COVID-19
outbreak is a world-changing phenomenon that will have long-lasting
implications for our global economy. It’s a once in a generation global impact
event. This is the opportunity for each SERVICE PROVIDER to conduct an
organizational re-framing of their pre-COVID business model, behaviors &
practices. Flexibility and adaptability in operational control whilst
continuing to operate as close to the prescribed core organizational culture,
are the traits that will secure their futures.
We are witnessing that:
· Pandemic has severely
disrupted production processes.
· Digital has helped
through the rapid scale-up of platforms resulting in changes to the traditional
boundaries of firms.
· With the advent of new
business models, digital platform first firms have been able to evolve rapidly.
The year 2020 can be described as the year that “a forced test of many
things we had thought about but not tried.”
Building and sustaining a
digital culture during COVID-19 & Beyond would require:
· Introducing flexible
and adaptable operational controls to secure SERVICE PROVIDER’s future.
· Skill & hire for
technologies such WFH, digitally secure online presence, blockchain, and IoT.
· And most importantly,
enhanced Investments in automation space as the next big thing.
COVID-19 induced pandemic
and disruption is being seen as the catalyst for a global reset and the
acceleration of digital transformation. Across the organization, everyone must
recognize that, for a business to achieve sustained innovation excellence, it
is very important that an innovative mindset must be integral to every
employee’s job profile. Also, Leaderships teams need to measure and reward
innovation so that it becomes a core competency that drives priority-setting,
resource allocation, talent acquisition, and the development of influential
leaders.
New age leadership teams know that many old ways of working are
basically incompatible with a successful digital transformation culture and a
tremendous, yet subtle cultural change is required. Given that every company is
different, according to Protiviti (https://www.protiviti.com/IN-en/insights/bpro102)

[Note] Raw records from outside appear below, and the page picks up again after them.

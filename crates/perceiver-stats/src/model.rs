use serde::{Deserialize, Serialize, Serializer};

use crate::classes::ClassUsage;

/// Label/value text pair read from one stat widget.
#[derive(Clone, Debug, PartialEq, Eq)]
pub struct RawStatToken {
    pub label: String,
    pub value: String,
}

/// Playtime of a single class in the classes card.
#[derive(Clone, Debug, PartialEq, Eq)]
pub struct ClassPlaytime {
    pub class_name: Option<String>,
    pub minutes: u64,
}

/// Normalized player statistics for one profile page.
///
/// Counters are sums over every detail grid on the page. `kill_death` is derived from the
/// summed kills and deaths, see [`StatisticsRecord::finalize_ratio`].
#[derive(Clone, Debug, PartialEq, Serialize, Deserialize)]
#[serde(rename_all = "camelCase")]
pub struct StatisticsRecord {
    #[serde(serialize_with = "serialize_number")]
    pub kills: f64,
    #[serde(serialize_with = "serialize_number")]
    pub deaths: f64,
    #[serde(serialize_with = "serialize_number")]
    pub wins: f64,
    #[serde(serialize_with = "serialize_number")]
    pub losses: f64,
    #[serde(serialize_with = "serialize_number")]
    pub hs_percent: f64,
    #[serde(serialize_with = "serialize_number")]
    pub assists: f64,
    #[serde(serialize_with = "serialize_number")]
    pub revives: f64,
    #[serde(serialize_with = "serialize_number")]
    pub kill_death: f64,
    #[serde(serialize_with = "serialize_number")]
    pub objectives_captured: f64,
    #[serde(serialize_with = "serialize_number")]
    pub objectives_destroyed: f64,
    pub best_class: Option<String>,
    pub time_played: String,
}

impl Default for StatisticsRecord {
    fn default() -> Self {
        Self {
            kills: 0.0,
            deaths: 0.0,
            wins: 0.0,
            losses: 0.0,
            hs_percent: 0.0,
            assists: 0.0,
            revives: 0.0,
            kill_death: 0.0,
            objectives_captured: 0.0,
            objectives_destroyed: 0.0,
            best_class: None,
            time_played: ClassUsage::default().time_played_label(),
        }
    }
}

impl StatisticsRecord {
    /// Recompute `kill_death`: kills/deaths rounded to two decimals, or plain kills when there
    /// are no deaths.
    pub fn finalize_ratio(&mut self) {
        self.kill_death = if self.deaths > 0.0 {
            round2(self.kills / self.deaths)
        } else {
            self.kills
        };
    }

    pub fn with_class_usage(mut self, usage: ClassUsage) -> Self {
        self.time_played = usage.time_played_label();
        self.best_class = usage.best_class;
        self
    }
}

fn round2(value: f64) -> f64 {
    (value * 100.0).round() / 100.0
}

/// Whole values go out as JSON integers (`100`, not `100.0`).
fn serialize_number<S>(value: &f64, serializer: S) -> Result<S::Ok, S::Error>
where
    S: Serializer,
{
    if value.fract() == 0.0 && value.abs() < i64::MAX as f64 {
        serializer.serialize_i64(*value as i64)
    } else {
        serializer.serialize_f64(*value)
    }
}
use clap::Parser;
use std::path::PathBuf;

use super::commands::Commands;

#[derive(Parser)]
#[command(author, version, about, long_about = None)]
#[command(propagate_version = true)]
pub struct CliArgs {
    /// Configuration file path
    #[arg(short, long, value_name = "FILE")]
    pub config: Option<PathBuf>,

    /// Log level (RUST_LOG takes precedence)
    #[arg(short, long, default_value = "info")]
    pub log_level: String,

    /// Enable debug mode
    #[arg(short, long)]
    pub debug: bool,

    /// Emit logs as JSON lines
    #[arg(long)]
    pub json_logs: bool,

    #[command(subcommand)]
    pub command: Commands,
}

the leadership teams should consider whether the organization is a digital
follower, expert, or leader:
- Digital follower — under this category, a
given company has developed a digital strategy and has a proven track
record delivering on digital initiatives, which are typically focused on
discrete aspects of the customer journey as well as internal process
automation.
- Digital expert — under this category, a
given company has a proven track record of adopting emerging technologies
has achieved high levels of process automation and quantitatively manages
digital aspects of its strategy enterprise-wide.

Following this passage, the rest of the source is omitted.